Recently we experienced an issue with a high level of IO waits on the primary RescueTime.com database server, which resulted in our MySQL DB being the major bottle neck to good performance.
RescueTime essentially serves as a large data warehouse for thousands of users who send us application and website usage information 24 hours a day. Most of our database activity is made up of insert and updates coming in from our API web service mongrels. At the moment, we are running 7 dedicated mongrels that do nothing but handle incoming data streams from our users.
One of the major functions of the API mongrel is to build real-time summaries of the incoming second by second attention data. We summarize this information by hour and by day, and this is currently happening in real-time as the API mongrels receive the data streams. This summary data is used by the www.RescueTime.com dashboard to display the usage information to our users, primarily through real-time graphs and analytics.
As we monitored the average round trip for a data stream update, we noticed a significant trend up as we added users. It became quickly obvious that we did not have a scalable solution as our user numbers grew 7% week over week.

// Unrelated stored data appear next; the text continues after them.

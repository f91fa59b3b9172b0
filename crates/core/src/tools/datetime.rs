//! `get_current_datetime`: local date and time.

use async_trait::async_trait;
use chrono::{DateTime, Local, TimeZone};
use schemars::JsonSchema;
use serde::Deserialize;
use serde_json::{Value, json};
use tracing::info;

use super::{Tool, ToolContext, ToolError, function_definition};

#[derive(Deserialize, JsonSchema, Debug, Default)]
pub struct NoArgs {}

#[derive(Debug, Default)]
pub struct DateTimeTool;

impl DateTimeTool {
    pub const NAME: &'static str = "get_current_datetime";

    fn describe<Tz: TimeZone>(now: DateTime<Tz>, timezone: &str) -> Value
    where
        Tz::Offset: std::fmt::Display,
    {
        json!({
            "date": now.format("%Y-%m-%d").to_string(),
            "time": now.format("%H:%M:%S").to_string(),
            "weekday": now.format("%A").to_string(),
            "timezone": timezone,
            "utc_offset": now.format("%:z").to_string(),
        })
    }
}

#[async_trait]
impl Tool for DateTimeTool {
    fn name(&self) -> &'static str {
        Self::NAME
    }

    fn definition(&self, _ctx: &ToolContext) -> Value {
        function_definition::<NoArgs>(
            Self::NAME,
            "Returns the current local date, time, weekday and timezone. Use this whenever the user asks about the date or time.",
        )
    }

    async fn execute(&self, _args: Value, _ctx: &ToolContext) -> Result<String, ToolError> {
        info!("Executing tool 'get_current_datetime'");
        let now = Local::now();
        let timezone = now.format("%Z").to_string();
        Ok(Self::describe(now, &timezone).to_string())
    }
}
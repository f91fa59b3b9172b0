//! Audio plumbing between the coordinator and `/audio` websocket clients.
//!
//! Playback slices and microphone gate changes fan out on a broadcast
//! channel. Microphone PCM from clients funnels into one bounded channel the
//! session reads.

use bytes::Bytes;
use pepper_core::{Microphone, NullDevice, PlaybackDevice};
use tokio::sync::{broadcast, mpsc};
use tracing::trace;

const HUB_CAPACITY: usize = 512;
pub const MIC_BUFFER: usize = 64;

#[derive(Debug, Clone, PartialEq)]
pub enum HubFrame {
    /// Synthesized speech, PCM16 mono 24 kHz.
    Pcm(Bytes),
    Mic { open: bool },
}

#[derive(Debug, Clone)]
pub struct AudioHub {
    out: broadcast::Sender<HubFrame>,
    mic_in: mpsc::Sender<Bytes>,
}

impl AudioHub {
    pub fn new(mic_in: mpsc::Sender<Bytes>) -> Self {
        let (out, _) = broadcast::channel(HUB_CAPACITY);
        Self { out, mic_in }
    }

    pub fn subscribe(&self) -> broadcast::Receiver<HubFrame> {
        self.out.subscribe()
    }

    pub fn publish(&self, frame: HubFrame) {
        // No subscribers is fine.
        let _ = self.out.send(frame);
    }

    /// Queues captured PCM for the session. Returns `false` if the frame
    /// was dropped.
    pub fn push_mic(&self, pcm: Bytes) -> bool {
        match self.mic_in.try_send(pcm) {
            Ok(()) => true,
            Err(e) => {
                trace!(error = %e, "Microphone frame dropped");
                false
            }
        }
    }
}

/// Playback device that paces in real time and streams each slice to the
/// connected clients.
pub struct HubDevice {
    hub: AudioHub,
    pace: NullDevice,
}

impl HubDevice {
    pub fn new(hub: AudioHub) -> Self {
        Self {
            hub,
            pace: NullDevice,
        }
    }
}

impl PlaybackDevice for HubDevice {
    fn write(&mut self, pcm: &[u8]) {
        self.hub.publish(HubFrame::Pcm(Bytes::copy_from_slice(pcm)));
        self.pace.write(pcm);
    }
}

/// Tells clients when to capture.
pub struct ClientMicrophone {
    hub: AudioHub,
}

impl ClientMicrophone {
    pub fn new(hub: AudioHub) -> Self {
        Self { hub }
    }
}

impl Microphone for ClientMicrophone {
    fn set_open(&mut self, open: bool) {
        self.hub.publish(HubFrame::Mic { open });
    }
}
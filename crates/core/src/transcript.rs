//! The running chat transcript shown to the user.

use serde::Serialize;

pub const USER_PLACEHOLDER: &str = "...";
pub const TRANSCRIPTION_FAILED: &str = "(Transcription failed)";

#[derive(Debug, Clone, PartialEq, Eq, Serialize)]
#[serde(tag = "kind", rename_all = "snake_case")]
pub enum TranscriptEntry {
    User {
        item_id: Option<String>,
        text: String,
    },
    Robot {
        response_id: Option<String>,
        text: String,
    },
    FunctionCall {
        call_id: String,
        name: String,
        arguments: String,
        result: Option<String>,
    },
}

#[derive(Debug, Clone, Default, PartialEq, Eq, Serialize)]
pub struct Transcript {
    entries: Vec<TranscriptEntry>,
}

impl Transcript {
    pub fn entries(&self) -> &[TranscriptEntry] {
        &self.entries
    }

    pub fn clear(&mut self) {
        self.entries.clear();
    }

    /// Reserves a bubble for speech whose transcript has not arrived yet.
    pub fn user_placeholder(&mut self, item_id: &str) {
        if self.find_user(item_id).is_none() {
            self.entries.push(TranscriptEntry::User {
                item_id: Some(item_id.to_string()),
                text: USER_PLACEHOLDER.to_string(),
            });
        }
    }

    pub fn user_transcript(&mut self, item_id: &str, transcript: &str) {
        let transcript = transcript.trim();
        match self.find_user(item_id) {
            Some(idx) if transcript.is_empty() => {
                self.entries.remove(idx);
            }
            Some(idx) => {
                if let TranscriptEntry::User { text, .. } = &mut self.entries[idx] {
                    *text = transcript.to_string();
                }
            }
            None if !transcript.is_empty() => self.entries.push(TranscriptEntry::User {
                item_id: Some(item_id.to_string()),
                text: transcript.to_string(),
            }),
            None => {}
        }
    }

    pub fn user_transcript_failed(&mut self, item_id: &str) {
        match self.find_user(item_id) {
            Some(idx) => {
                if let TranscriptEntry::User { text, .. } = &mut self.entries[idx] {
                    *text = TRANSCRIPTION_FAILED.to_string();
                }
            }
            None => self.entries.push(TranscriptEntry::User {
                item_id: Some(item_id.to_string()),
                text: TRANSCRIPTION_FAILED.to_string(),
            }),
        }
    }

    /// Typed input or injected context.
    pub fn user_text(&mut self, text: &str) {
        self.entries.push(TranscriptEntry::User {
            item_id: None,
            text: text.to_string(),
        });
    }

    /// Appends a transcript delta. A new robot bubble is started when
    /// `force_new` is set, the last entry is not a robot bubble, or it belongs
    /// to another response.
    pub fn robot_delta(&mut self, response_id: Option<&str>, delta: &str, force_new: bool) {
        let reuse = !force_new
            && matches!(
                self.entries.last(),
                Some(TranscriptEntry::Robot { response_id: last, .. }) if last.as_deref() == response_id
            );
        if reuse {
            if let Some(TranscriptEntry::Robot { text, .. }) = self.entries.last_mut() {
                text.push_str(delta);
            }
        } else {
            self.entries.push(TranscriptEntry::Robot {
                response_id: response_id.map(str::to_owned),
                text: delta.to_string(),
            });
        }
    }

    /// Replaces the bubble for `response_id` with the final transcript.
    pub fn robot_done(&mut self, response_id: Option<&str>, transcript: &str) {
        let existing = self.entries.iter_mut().rev().find_map(|e| match e {
            TranscriptEntry::Robot { response_id: id, text } if id.as_deref() == response_id => Some(text),
            _ => None,
        });
        match existing {
            Some(text) => *text = transcript.to_string(),
            None if !transcript.is_empty() => self.entries.push(TranscriptEntry::Robot {
                response_id: response_id.map(str::to_owned),
                text: transcript.to_string(),
            }),
            None => {}
        }
    }

    pub fn function_call(&mut self, call_id: &str, name: &str, arguments: &str) {
        self.entries.push(TranscriptEntry::FunctionCall {
            call_id: call_id.to_string(),
            name: name.to_string(),
            arguments: arguments.to_string(),
            result: None,
        });
    }

    pub fn function_result(&mut self, call_id: &str, output: &str) {
        for entry in self.entries.iter_mut().rev() {
            if let TranscriptEntry::FunctionCall { call_id: id, result, .. } = entry {
                if id == call_id {
                    *result = Some(output.to_string());
                    return;
                }
            }
        }
    }

    pub fn last_robot_text(&self) -> Option<&str> {
        self.entries.iter().rev().find_map(|e| match e {
            TranscriptEntry::Robot { text, .. } => Some(text.as_str()),
            _ => None,
        })
    }

    fn find_user(&self, item_id: &str) -> Option<usize> {
        self.entries.iter().rposition(
            |e| matches!(e, TranscriptEntry::User { item_id: Some(id), .. } if id == item_id),
        )
    }
}

#[cfg(test)]
mod tests {
    use super::*;

    #[test]
    fn test_robot_deltas_share_a_bubble_per_response() {
        let mut t = Transcript::default();
        t.robot_delta(Some("r1"), "Hel", false);
        t.robot_delta(Some("r1"), "lo", false);
        t.robot_delta(Some("r2"), "Bye", false);
        assert_eq!(t.entries().len(), 2);
        assert_eq!(
            t.entries()[0],
            TranscriptEntry::Robot { response_id: Some("r1".into()), text: "Hello".into() }
        );
    }

    #[test]
    fn test_force_new_bubble() {
        let mut t = Transcript::default();
        t.robot_delta(Some("r1"), "Moving", false);
        t.robot_delta(Some("r1"), "Done", true);
        assert_eq!(t.entries().len(), 2);
    }

    #[test]
    fn test_done_replaces_text() {
        let mut t = Transcript::default();
        t.robot_delta(Some("r1"), "Helo", false);
        t.robot_done(Some("r1"), "Hello");
        assert_eq!(t.last_robot_text(), Some("Hello"));
        assert_eq!(t.entries().len(), 1);
    }

    #[test]
    fn test_user_placeholder_lifecycle() {
        let mut t = Transcript::default();
        t.user_placeholder("u1");
        t.user_placeholder("u1");
        t.user_placeholder("u2");
        t.user_transcript("u1", " hi there ");
        t.user_transcript_failed("u2");
        assert_eq!(
            t.entries(),
            &[
                TranscriptEntry::User { item_id: Some("u1".into()), text: "hi there".into() },
                TranscriptEntry::User { item_id: Some("u2".into()), text: TRANSCRIPTION_FAILED.into() },
            ]
        );
    }

    #[test]
    fn test_empty_user_transcript_drops_placeholder() {
        let mut t = Transcript::default();
        t.user_placeholder("u1");
        t.user_transcript("u1", "  ");
        assert!(t.entries().is_empty());
    }

    #[test]
    fn test_function_result_attaches_to_call() {
        let mut t = Transcript::default();
        t.function_call("c1", "move_pepper", "{}");
        t.function_result("c1", "{\"status\":\"Movement started\"}");
        assert!(matches!(
            &t.entries()[0],
            TranscriptEntry::FunctionCall { result: Some(r), .. } if r.contains("Movement started")
        ));
    }
}
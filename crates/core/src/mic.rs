//! Microphone gating.
//!
//! The device has no echo cancellation, so the microphone may only be open
//! while the coordinator is listening and the user has not muted it. Only the
//! coordinator drives the gate; capture code reads the shared flag.

use std::sync::Arc;
use std::sync::atomic::{AtomicBool, Ordering};

use tracing::debug;

/// The physical capture device.
pub trait Microphone: Send {
    fn set_open(&mut self, open: bool);
}

/// Capture device with nothing to switch; the host streams audio in and
/// consults [`MicState`] instead.
#[derive(Debug, Default)]
pub struct NoopMicrophone;

impl Microphone for NoopMicrophone {
    fn set_open(&mut self, _open: bool) {}
}

/// Read-only view of the gate for capture code.
#[derive(Debug, Clone, Default)]
pub struct MicState(Arc<AtomicBool>);

impl MicState {
    pub fn is_open(&self) -> bool {
        self.0.load(Ordering::SeqCst)
    }
}

pub struct MicrophoneGate {
    device: Box<dyn Microphone>,
    state: MicState,
    last: Option<bool>,
}

impl MicrophoneGate {
    /// Starts closed. The device is told on the first `set`.
    pub fn new(device: Box<dyn Microphone>) -> Self {
        Self {
            device,
            state: MicState::default(),
            last: None,
        }
    }

    /// Returns `true` when the device state actually changed.
    pub fn set(&mut self, open: bool) -> bool {
        if self.last == Some(open) {
            return false;
        }
        debug!(open, "Microphone gate");
        self.last = Some(open);
        self.state.0.store(open, Ordering::SeqCst);
        self.device.set_open(open);
        true
    }

    pub fn is_open(&self) -> bool {
        self.state.is_open()
    }

    pub fn state(&self) -> MicState {
        self.state.clone()
    }
}
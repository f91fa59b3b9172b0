//! Tools the model can call, and the machinery that runs them.
//!
//! A tool is either *bounded*, returning its real result from `execute`, or
//! *unbounded*, returning a short acknowledgement at once and reporting the
//! eventual outcome later through [`ToolContext::send_async_update`]. The
//! async update is not tied to the original call; it arrives as fresh
//! conversational context through the coordinator.

pub mod animation;
pub mod datetime;
pub mod dispatcher;
pub mod gaze;
pub mod mapping;
pub mod movement;
pub mod navigation;
pub mod registry;

use std::sync::Arc;
use std::sync::atomic::{AtomicBool, Ordering};

use async_trait::async_trait;
use schemars::JsonSchema;
use serde::de::DeserializeOwned;
use serde_json::{Value, json};
use thiserror::Error;
use tokio::sync::mpsc;
use tracing::warn;

use crate::actuator::{ActuationError, RobotActuator};
use crate::interruption::{InterruptionRequest, InterruptionSource};
use crate::locations::LocationProvider;

pub use dispatcher::Dispatcher;
pub use registry::{BuiltinTool, ToolRegistry};

#[derive(Debug, Error)]
pub enum ToolError {
    #[error("Unknown tool: {0}")]
    UnknownTool(String),
    #[error("Tool '{0}' is not available")]
    Unavailable(String),
    #[error("Invalid arguments: {0}")]
    InvalidArguments(String),
    #[error("Robot action failed: {0}")]
    Actuation(#[from] ActuationError),
    #[error("Timed out: {0}")]
    TimedOut(String),
    #[error("Tool execution failed: {0}")]
    Internal(String),
}

impl ToolError {
    /// The error-shaped result sent back to the model.
    pub fn to_json(&self) -> String {
        error_json(&self.to_string())
    }
}

pub fn error_json(message: &str) -> String {
    json!({ "error": message }).to_string()
}

/// Result of one function call, ready to become a `function_call_output`.
#[derive(Debug, Clone, PartialEq)]
pub struct ToolOutcome {
    pub call_id: String,
    pub name: String,
    pub output: String,
    pub succeeded: bool,
}

/// What a tool may touch while it runs.
#[derive(Clone)]
pub struct ToolContext {
    pub actuator: Arc<dyn RobotActuator>,
    pub locations: Arc<dyn LocationProvider>,
    robot_ready: Arc<AtomicBool>,
    updates: mpsc::UnboundedSender<InterruptionRequest>,
}

impl ToolContext {
    pub fn new(
        actuator: Arc<dyn RobotActuator>,
        locations: Arc<dyn LocationProvider>,
        updates: mpsc::UnboundedSender<InterruptionRequest>,
    ) -> Self {
        Self {
            actuator,
            locations,
            robot_ready: Arc::new(AtomicBool::new(true)),
            updates,
        }
    }

    pub fn robot_ready(&self) -> bool {
        self.robot_ready.load(Ordering::SeqCst)
    }

    pub fn set_robot_ready(&self, ready: bool) {
        self.robot_ready.store(ready, Ordering::SeqCst);
    }

    /// Reports something that happened after the call returned. With
    /// `request_response` the model is asked to speak about it right away,
    /// cutting into current speech; otherwise it is only told.
    pub fn send_async_update(&self, message: impl Into<String>, request_response: bool) {
        let request = if request_response {
            InterruptionRequest::interrupt_and_respond(InterruptionSource::AsyncUpdate, message)
        } else {
            InterruptionRequest::silent_update(InterruptionSource::AsyncUpdate, message)
        };
        if self.updates.send(request).is_err() {
            warn!("Async tool update dropped: session is gone");
        }
    }
}

#[async_trait]
pub trait Tool: Send + Sync {
    fn name(&self) -> &'static str;

    /// Function definition in the realtime `session.update` tool format.
    fn definition(&self, ctx: &ToolContext) -> Value;

    fn is_available(&self, _ctx: &ToolContext) -> bool {
        true
    }

    async fn execute(&self, args: Value, ctx: &ToolContext) -> Result<String, ToolError>;
}

/// Builds a function definition from an argument struct's JSON schema.
pub fn function_definition<A: JsonSchema>(name: &str, description: &str) -> Value {
    let mut parameters = serde_json::to_value(schemars::schema_for!(A)).unwrap_or_else(|_| json!({}));
    if let Value::Object(map) = &mut parameters {
        map.remove("$schema");
        map.remove("title");
        map.remove("description");
    }
    json!({
        "type": "function",
        "name": name,
        "description": description,
        "parameters": parameters,
    })
}

/// Deserialises tool arguments. A `null` payload is treated as `{}`.
pub fn parse_args<A: DeserializeOwned>(args: Value) -> Result<A, ToolError> {
    let args = if args.is_null() { json!({}) } else { args };
    serde_json::from_value(args).map_err(|e| ToolError::InvalidArguments(e.to_string()))
}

During our peak load times (6am – 3pm PST), we started seeing timeouts from the user client applications which resulted in a less than optimal user experience.
By using the excellent SeattleRB’s Production Log Analyzer we were able to see that we were averaging 3.5 seconds per incoming data stream, and with thousands of users (and growing) we were quickly approaching a limit of how many users we could handle with our current infrastructure.
One of the options was to bring on more hardware resources, but we are a bootstrapped startup and we really felt we could squeeze more performance out of our existing hardware.
I dug into the specifics of where that 3.5 seconds was coming from and it turned out that the insert and update statements were taking far longer than we had thought. The reason? Indexes. We had 8 indexes on our daily summary table and 7 on our hourly summaries. We had been so focused on pushing new features that I had really neglected basic DBA duties by being lazy and adding indexes in response to performance issues.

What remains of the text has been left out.